アメリカの税金について知らない人がたくさんいる。それは良いとか悪いとかの話ではなく、必要がなければ知らなくても影響はない。必要がある時に知らないのはやはり具合が悪い。でも必要があるのか無いのかも判然としていないことがある。もともと日本の税金であっても、税金を払わなくてはならないというのはどこで知るのだろう。会社に入って給料明細をもらい、なんとなく身に染みて知る。それでよいのだろうか。
税金について学校で習ったという記憶はあるだろうか。わが身に返って考えてみると、社会科で習ったことは間違いない。国民の三大義務と言う言葉と納税と言う言葉がインプットされている。中学生の頃だろうか、高校生の頃だろうか。教える方も納税について中学生、高校生に何時間も教えることはない。聞いている方はとんと現実感はない、先生から納税義務だと言われ、わけもわからず聞いている。せいぜい30分も時間が費やされているだろうか。たぶんこれだけでおしまいだ。
さて、社会人になった人は、いきなり税金との付き合いを余儀なくされる。アメリカとの接点ができると、アメリカの税金が入ってくる。日本の税金ですらおぼつかないのに、連邦税だ、州税だと言った場合、もっとなじみがない。
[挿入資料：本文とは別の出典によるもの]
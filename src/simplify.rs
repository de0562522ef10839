use log::error;
use num::{BigInt, BigRational, Integer};
use num_traits::{Signed, Zero};

use crate::errors::AreaError;
use crate::expr::Expression;

impl Expression {
    /// Apply the local rewrite rules once, bottom-up.
    ///
    /// # Errors
    /// A `Fraction` whose denominator is (or becomes) zero yields
    /// [`AreaError::DivisionByZero`] with the printed fraction.
    pub fn simplify_in_one_step(&self) -> Result<Expression, AreaError> {
        match self {
            Expression::Number(_) | Expression::Quantity(_) => Ok(self.clone()),
            Expression::Negate(e) => Ok(negate(e.simplify_in_one_step()?)),
            Expression::Sum(a, b) => Ok(sum(a.simplify_in_one_step()?, b.simplify_in_one_step()?)),
            Expression::Product(a, b) => Ok(product(
                a.simplify_in_one_step()?,
                b.simplify_in_one_step()?,
            )),
            Expression::Fraction(a, b) => {
                fraction(a.simplify_in_one_step()?, b.simplify_in_one_step()?)
            }
            Expression::BigProduct(p) => {
                if p.is_zero() {
                    Ok(Expression::zero())
                } else if p.factors().is_constant() {
                    Ok(Expression::Number(p.coefficient().clone()))
                } else {
                    Ok(self.clone())
                }
            }
            Expression::SumOfProducts(s) => Ok(s
                .as_constant()
                .map_or_else(|| self.clone(), Expression::Number)),
        }
    }

    /// Apply [`Expression::simplify_in_one_step`] until nothing changes.
    ///
    /// # Errors
    /// See [`Expression::simplify_in_one_step`].
    pub fn simplify(&self) -> Result<Expression, AreaError> {
        let mut current = self.simplify_in_one_step()?;
        loop {
            let next = current.simplify_in_one_step()?;
            if next == current {
                return Ok(current);
            }
            current = next;
        }
    }
}

fn negate(e: Expression) -> Expression {
    match e {
        Expression::Number(n) => Expression::Number(-n),
        Expression::Negate(inner) => *inner,
        e => Expression::negate(e),
    }
}

fn sum(a: Expression, b: Expression) -> Expression {
    match (a, b) {
        (a, b) if a.is_zero() => b,
        (a, b) if b.is_zero() => a,
        (Expression::Number(x), Expression::Number(y)) => Expression::Number(x + y),
        (a, b) if as_rational(&a).is_some() && as_rational(&b).is_some() => {
            fold(&a, &b, |x, y| Some(x + y)).unwrap_or_else(|| Expression::sum(a, b))
        }
        (Expression::Negate(x), Expression::Negate(y)) => {
            Expression::negate(Expression::sum(*x, *y))
        }
        (a, Expression::Negate(y)) if a == *y => Expression::zero(),
        (Expression::Negate(x), b) if *x == b => Expression::zero(),
        (a, b) => Expression::sum(a, b),
    }
}

fn product(a: Expression, b: Expression) -> Expression {
    let minus_one = Expression::from(-1);
    match (a, b) {
        (a, b) if a.is_zero() || b.is_zero() => Expression::zero(),
        (a, b) if a.is_one() => b,
        (a, b) if b.is_one() => a,
        (a, b) if a == minus_one => Expression::negate(b),
        (a, b) if b == minus_one => Expression::negate(a),
        (Expression::Number(x), Expression::Number(y)) => Expression::Number(x * y),
        (a, b) if as_rational(&a).is_some() && as_rational(&b).is_some() => {
            fold(&a, &b, |x, y| Some(x * y)).unwrap_or_else(|| Expression::product(a, b))
        }
        (Expression::Negate(x), b) => Expression::negate(Expression::product(*x, b)),
        (a, Expression::Negate(y)) => Expression::negate(Expression::product(a, *y)),
        (Expression::Number(x), b) if x.is_negative() => {
            Expression::negate(Expression::product(Expression::Number(-x), b))
        }
        (a, Expression::Number(y)) if y.is_negative() => {
            Expression::negate(Expression::product(a, Expression::Number(-y)))
        }
        // a * (n / a) = n
        (a, Expression::Fraction(n, d)) if a == *d => *n,
        (Expression::Fraction(n, d), b) if *d == b => *n,
        (a, b) => Expression::product(a, b),
    }
}

fn fraction(n: Expression, d: Expression) -> Result<Expression, AreaError> {
    if d.is_zero() {
        let printed = Expression::fraction(n, d).to_string();
        error!("Zero denominator in {printed}");
        return Err(AreaError::DivisionByZero(printed));
    }
    if n.is_zero() {
        return Ok(Expression::zero());
    }
    if n == d {
        return Ok(Expression::one());
    }
    if d.is_one() {
        return Ok(n);
    }
    if d == Expression::from(-1) {
        return Ok(Expression::negate(n));
    }
    if let Some(folded) = fold(&n, &d, |x, y| (!y.is_zero()).then(|| x / y)) {
        return Ok(folded);
    }
    Ok(match (n, d) {
        (Expression::Negate(x), d) => Expression::negate(Expression::fraction(*x, d)),
        (n, Expression::Negate(y)) => Expression::negate(Expression::fraction(n, *y)),
        (Expression::Number(x), Expression::Number(y)) => number_fraction(x, y),
        (n, Expression::Number(y)) if y.is_negative() => {
            Expression::negate(Expression::fraction(n, Expression::Number(-y)))
        }
        (Expression::Number(x), d) if x.is_negative() => {
            Expression::negate(Expression::fraction(Expression::Number(-x), d))
        }
        // n / (x / y) = (n * y) / x
        (n, Expression::Fraction(x, y)) => {
            Expression::fraction(Expression::product(n, *y), *x)
        }
        // (x / y) / d = x / (y * d)
        (Expression::Fraction(x, y), d) => {
            Expression::fraction(*x, Expression::product(*y, d))
        }
        (n, d) => cancel_common_factors(n, d),
    })
}

/// Value of a constant: an integer, a fraction of integers, or the
/// negation of either.
fn as_rational(e: &Expression) -> Option<BigRational> {
    match e {
        Expression::Number(n) => Some(BigRational::from_integer(n.clone())),
        Expression::Fraction(n, d) => match (n.as_ref(), d.as_ref()) {
            (Expression::Number(n), Expression::Number(d)) if !d.is_zero() => {
                Some(BigRational::new(n.clone(), d.clone()))
            }
            _ => None,
        },
        Expression::Negate(x) => as_rational(x).map(|r| -r),
        _ => None,
    }
}

/// Fold two constants with `op`, `None` if either is not a constant.
fn fold<F>(a: &Expression, b: &Expression, op: F) -> Option<Expression>
where
    F: FnOnce(BigRational, BigRational) -> Option<BigRational>,
{
    let value = op(as_rational(a)?, as_rational(b)?)?;
    let (numer, denom) = value.into_raw();
    Some(number_fraction(numer, denom))
}

/// Reduce `x / y` by the gcd, sign in front.
fn number_fraction(x: BigInt, y: BigInt) -> Expression {
    let g = x.gcd(&y);
    let (mut x, mut y) = (x / &g, y / &g);
    if y.is_negative() {
        x = -x;
        y = -y;
    }
    if y == BigInt::from(1) {
        Expression::Number(x)
    } else if x.is_negative() {
        Expression::negate(Expression::fraction(
            Expression::Number(-x),
            Expression::Number(y),
        ))
    } else {
        Expression::fraction(Expression::Number(x), Expression::Number(y))
    }
}

fn factors_of(e: Expression, out: &mut Vec<Expression>) {
    match e {
        Expression::Product(a, b) => {
            factors_of(*a, out);
            factors_of(*b, out);
        }
        e => out.push(e),
    }
}

fn rebuild(factors: Vec<Expression>) -> Expression {
    factors
        .into_iter()
        .reduce(Expression::product)
        .unwrap_or_else(Expression::one)
}

/// `(m * rest) / k` with integers `m` and `k`: divide both by their gcd.
fn cancel_numbers(n: &Expression, k: &BigInt) -> Option<Expression> {
    let mut num = Vec::new();
    factors_of(n.clone(), &mut num);
    let pos = num
        .iter()
        .position(|f| matches!(f, Expression::Number(_)))?;
    let Expression::Number(m) = &num[pos] else {
        return None;
    };
    let g = m.gcd(k);
    if g == BigInt::from(1) {
        return None;
    }
    num[pos] = Expression::Number(m / &g);
    Some(Expression::fraction(rebuild(num), Expression::Number(k / &g)))
}

fn cancel_common_factors(n: Expression, d: Expression) -> Expression {
    // Whole-operand matches first, they keep the remaining factor untouched.
    if let Expression::Product(a, b) = &n {
        if **b == d {
            return (**a).clone();
        }
        if **a == d {
            return (**b).clone();
        }
    }
    if let Expression::Product(a, b) = &d {
        if **b == n {
            return Expression::fraction(Expression::one(), (**a).clone());
        }
        if **a == n {
            return Expression::fraction(Expression::one(), (**b).clone());
        }
    }
    if let Expression::Number(k) = &d {
        if let Some(reduced) = cancel_numbers(&n, k) {
            return reduced;
        }
    }
    if !matches!(n, Expression::Product(..)) || !matches!(d, Expression::Product(..)) {
        return Expression::fraction(n, d);
    }

    let (mut num, mut den) = (Vec::new(), Vec::new());
    factors_of(n.clone(), &mut num);
    factors_of(d.clone(), &mut den);
    let mut cancelled = false;
    num.retain(|f| {
        if let Some(pos) = den.iter().position(|g| g == f) {
            den.remove(pos);
            cancelled = true;
            false
        } else {
            true
        }
    });
    if !cancelled {
        return Expression::fraction(n, d);
    }
    Expression::fraction(rebuild(num), rebuild(den))
}

#[cfg(test)]
mod tests {
    use super::*;
    use crate::figure::Point;

    fn s(a: &str, b: &str, c: &str) -> Expression {
        Expression::area(Point::free(a), Point::free(b), Point::free(c))
    }

    #[test]
    fn sum_rules() {
        let x = s("A", "B", "C");
        let e = Expression::sum(Expression::zero(), x.clone());
        assert_eq!(e.simplify().unwrap(), x);
        let e = Expression::difference(x.clone(), x.clone());
        assert!(e.simplify().unwrap().is_zero());
        let e = Expression::sum(Expression::from(2), Expression::from(-5));
        assert_eq!(e.simplify().unwrap(), Expression::from(-3));
        let y = s("A", "B", "D");
        let e = Expression::sum(Expression::negate(x.clone()), Expression::negate(y.clone()));
        assert_eq!(
            e.simplify().unwrap(),
            Expression::negate(Expression::sum(x, y))
        );
    }

    #[test]
    fn product_rules() {
        let x = s("A", "B", "C");
        let y = s("A", "B", "D");
        let e = Expression::product(Expression::from(1), x.clone());
        assert_eq!(e.simplify().unwrap(), x);
        let e = Expression::product(Expression::from(-2), x.clone());
        assert_eq!(e.simplify().unwrap().to_string(), "(- (* 2 (S A B C)))");
        let e = Expression::product(
            Expression::negate(x.clone()),
            Expression::negate(y.clone()),
        );
        assert_eq!(e.simplify().unwrap(), Expression::product(x.clone(), y.clone()));
        let e = Expression::product(x.clone(), Expression::fraction(y.clone(), x.clone()));
        assert_eq!(e.simplify().unwrap(), y);
    }

    #[test]
    fn fraction_rules() {
        let x = s("A", "B", "C");
        let y = s("A", "B", "D");
        assert_eq!(
            Expression::fraction(x.clone(), x.clone()).simplify().unwrap(),
            Expression::one()
        );
        assert_eq!(
            Expression::fraction(Expression::from(6), Expression::from(-4))
                .simplify()
                .unwrap()
                .to_string(),
            "(- (/ 3 2))"
        );
        assert_eq!(
            Expression::fraction(Expression::from(8), Expression::from(4))
                .simplify()
                .unwrap(),
            Expression::from(2)
        );
        let e = Expression::fraction(
            Expression::product(Expression::product(x.clone(), y.clone()), s("A", "C", "D")),
            Expression::product(y.clone(), s("B", "C", "D")),
        );
        assert_eq!(
            e.simplify().unwrap().to_string(),
            "(/ (* (S A B C) (S A C D)) (S B C D))"
        );
        let e = Expression::fraction(Expression::negate(x.clone()), y.clone());
        assert_eq!(
            e.simplify().unwrap(),
            Expression::negate(Expression::fraction(x, y))
        );
    }

    #[test]
    fn negative_number_denominator() {
        let x = s("A", "B", "C");
        let e = Expression::fraction(
            Expression::product(x.clone(), Expression::from(2)),
            Expression::from(-2),
        );
        assert_eq!(e.simplify().unwrap(), Expression::negate(x.clone()));
        let e = Expression::fraction(
            Expression::negate(Expression::product(x.clone(), Expression::from(4))),
            Expression::from(-4),
        );
        assert_eq!(e.simplify().unwrap(), x);
        let e = Expression::fraction(x.clone(), Expression::from(-3));
        assert_eq!(
            e.simplify().unwrap().to_string(),
            "(- (/ (S A B C) 3))"
        );
    }

    #[test]
    fn numeric_factors_cancel() {
        let x = s("A", "B", "C");
        let e = Expression::fraction(
            Expression::product(x.clone(), Expression::from(4)),
            Expression::from(2),
        );
        assert_eq!(
            e.simplify().unwrap(),
            Expression::product(x.clone(), Expression::from(2))
        );
        let e = Expression::fraction(
            Expression::product(Expression::from(6), x.clone()),
            Expression::from(4),
        );
        assert_eq!(e.simplify().unwrap().to_string(), "(/ (* 3 (S A B C)) 2)");
        let e = Expression::fraction(
            Expression::product(Expression::from(3), x.clone()),
            Expression::from(2),
        );
        assert_eq!(e.clone().simplify().unwrap(), e);
    }

    #[test]
    fn zero_denominator_fails_first() {
        let x = s("A", "B", "C");
        let e = Expression::fraction(Expression::zero(), Expression::difference(x.clone(), x));
        let err = e.simplify().unwrap_err();
        println!("{err}");
        assert!(matches!(err, AreaError::DivisionByZero(_)));
    }

    #[test]
    fn idempotent() {
        let x = s("A", "B", "C");
        let y = s("A", "B", "D");
        let e = Expression::fraction(
            Expression::sum(Expression::product(Expression::from(-3), x.clone()), y.clone()),
            Expression::product(Expression::negate(y), x),
        );
        let once = e.simplify().unwrap();
        assert_eq!(once.simplify().unwrap(), once);
    }
}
市民権を取得する人、グリーンカードを取得する人にはそれなりに何らかの情報を得る機会があるかも知れない。でも、税金を払うんだって、という程度のもので、どの申告書にどうやって記入していくのかと言うことまでは知らない。
自動車の運転なら毎日の生活に支障が出るので道も覚える。税金は年に1回とは言わないが、はるかに回数が少ない。自動車なら運転も面白いし、自動車が趣味だという人がたくさんいる。税金が面白いし、税金が趣味だという人はなかなかいない。
アメリカの税務について、自ら求めない限り納税者が手取り足取り税金について教えられることはない。そうした中で、適正に申告をしていないからペナルテイだと言われるのは何か納得いかないと思うだろう。だったら、一度きちんとルールを学ぶ機会を与えられ、その上でルール違反をしたらペナルテイと言ってほしいかもしれない。
気持ちはわかるけれど、泳ぎ方を知らない人をいきなり水の中に投げ入れて、泳ぎ方を体で知れと言うような実態に思えて仕方がない。